**REQUIRED WORK**
Find "filename crates/farewatch-sheets/src/error.rs" and "repository 0aa14d374f84d1c7" in the records below. Copy the lines holding them and every line between, exactly, and no others.

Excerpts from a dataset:
┌────────
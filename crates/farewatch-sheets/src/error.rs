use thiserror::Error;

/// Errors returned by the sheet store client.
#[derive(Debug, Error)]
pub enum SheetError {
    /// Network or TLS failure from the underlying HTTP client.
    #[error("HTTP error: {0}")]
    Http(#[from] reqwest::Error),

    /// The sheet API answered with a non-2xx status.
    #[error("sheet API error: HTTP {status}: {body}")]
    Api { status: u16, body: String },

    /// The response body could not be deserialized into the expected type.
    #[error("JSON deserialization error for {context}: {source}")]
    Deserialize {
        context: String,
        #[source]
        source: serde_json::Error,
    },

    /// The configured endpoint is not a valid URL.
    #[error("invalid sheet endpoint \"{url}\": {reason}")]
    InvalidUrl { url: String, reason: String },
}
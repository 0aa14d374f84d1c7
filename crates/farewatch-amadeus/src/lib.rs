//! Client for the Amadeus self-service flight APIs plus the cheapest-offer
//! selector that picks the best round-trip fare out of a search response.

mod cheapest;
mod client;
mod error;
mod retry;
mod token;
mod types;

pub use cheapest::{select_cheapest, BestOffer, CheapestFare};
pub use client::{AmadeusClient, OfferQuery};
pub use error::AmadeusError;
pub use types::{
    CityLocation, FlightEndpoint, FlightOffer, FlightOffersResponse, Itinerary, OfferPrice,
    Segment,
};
└────────
┌────────
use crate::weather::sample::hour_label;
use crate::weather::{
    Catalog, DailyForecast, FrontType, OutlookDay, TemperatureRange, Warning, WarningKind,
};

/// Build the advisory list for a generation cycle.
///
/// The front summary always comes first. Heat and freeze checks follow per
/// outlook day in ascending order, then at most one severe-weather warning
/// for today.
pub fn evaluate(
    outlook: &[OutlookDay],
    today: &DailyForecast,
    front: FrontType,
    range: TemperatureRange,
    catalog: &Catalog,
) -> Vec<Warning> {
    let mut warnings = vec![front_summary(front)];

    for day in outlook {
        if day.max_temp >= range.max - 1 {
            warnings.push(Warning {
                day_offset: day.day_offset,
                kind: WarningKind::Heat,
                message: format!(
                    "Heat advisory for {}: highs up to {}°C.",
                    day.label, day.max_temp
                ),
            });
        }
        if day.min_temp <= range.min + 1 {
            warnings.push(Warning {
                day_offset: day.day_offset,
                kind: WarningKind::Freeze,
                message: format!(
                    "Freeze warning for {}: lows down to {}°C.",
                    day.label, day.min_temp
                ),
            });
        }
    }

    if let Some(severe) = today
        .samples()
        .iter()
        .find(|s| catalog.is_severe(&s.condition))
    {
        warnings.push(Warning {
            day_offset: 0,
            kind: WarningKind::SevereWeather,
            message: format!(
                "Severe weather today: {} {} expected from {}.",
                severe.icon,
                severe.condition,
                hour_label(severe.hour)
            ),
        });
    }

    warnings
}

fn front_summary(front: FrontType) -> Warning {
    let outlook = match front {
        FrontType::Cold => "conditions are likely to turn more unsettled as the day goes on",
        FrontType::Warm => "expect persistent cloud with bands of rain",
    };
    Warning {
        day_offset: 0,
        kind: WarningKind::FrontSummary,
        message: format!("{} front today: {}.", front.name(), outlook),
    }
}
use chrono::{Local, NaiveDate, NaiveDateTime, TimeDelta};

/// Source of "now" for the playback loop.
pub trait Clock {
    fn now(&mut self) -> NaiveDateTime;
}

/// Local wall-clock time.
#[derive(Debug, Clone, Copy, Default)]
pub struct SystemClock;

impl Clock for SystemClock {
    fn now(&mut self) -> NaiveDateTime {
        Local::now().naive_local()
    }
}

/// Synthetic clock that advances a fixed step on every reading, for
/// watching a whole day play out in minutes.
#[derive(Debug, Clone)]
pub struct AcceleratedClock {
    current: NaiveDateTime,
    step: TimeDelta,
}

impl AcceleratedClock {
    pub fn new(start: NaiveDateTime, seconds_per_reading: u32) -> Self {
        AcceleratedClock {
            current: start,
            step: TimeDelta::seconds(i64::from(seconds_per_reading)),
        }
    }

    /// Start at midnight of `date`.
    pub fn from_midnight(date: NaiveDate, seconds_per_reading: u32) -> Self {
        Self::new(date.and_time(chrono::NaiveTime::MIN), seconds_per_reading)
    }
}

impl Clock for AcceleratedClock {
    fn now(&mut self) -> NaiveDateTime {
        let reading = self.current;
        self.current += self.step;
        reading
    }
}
└────────
**ANSWER TO THIS EXERCISE**
filename crates/farewatch-sheets/src/error.rs
use thiserror::Error;

/// Errors returned by the sheet store client.
#[derive(Debug, Error)]
pub enum SheetError {
    /// Network or TLS failure from the underlying HTTP client.
    #[error("HTTP error: {0}")]
    Http(#[from] reqwest::Error),

    /// The sheet API answered with a non-2xx status.
    #[error("sheet API error: HTTP {status}: {body}")]
    Api { status: u16, body: String },

    /// The response body could not be deserialized into the expected type.
    #[error("JSON deserialization error for {context}: {source}")]
    Deserialize {
        context: String,
        #[source]
        source: serde_json::Error,
    },

    /// The configured endpoint is not a valid URL.
    #[error("invalid sheet endpoint \"{url}\": {reason}")]
    InvalidUrl { url: String, reason: String },
}
repository 0aa14d374f84d1c7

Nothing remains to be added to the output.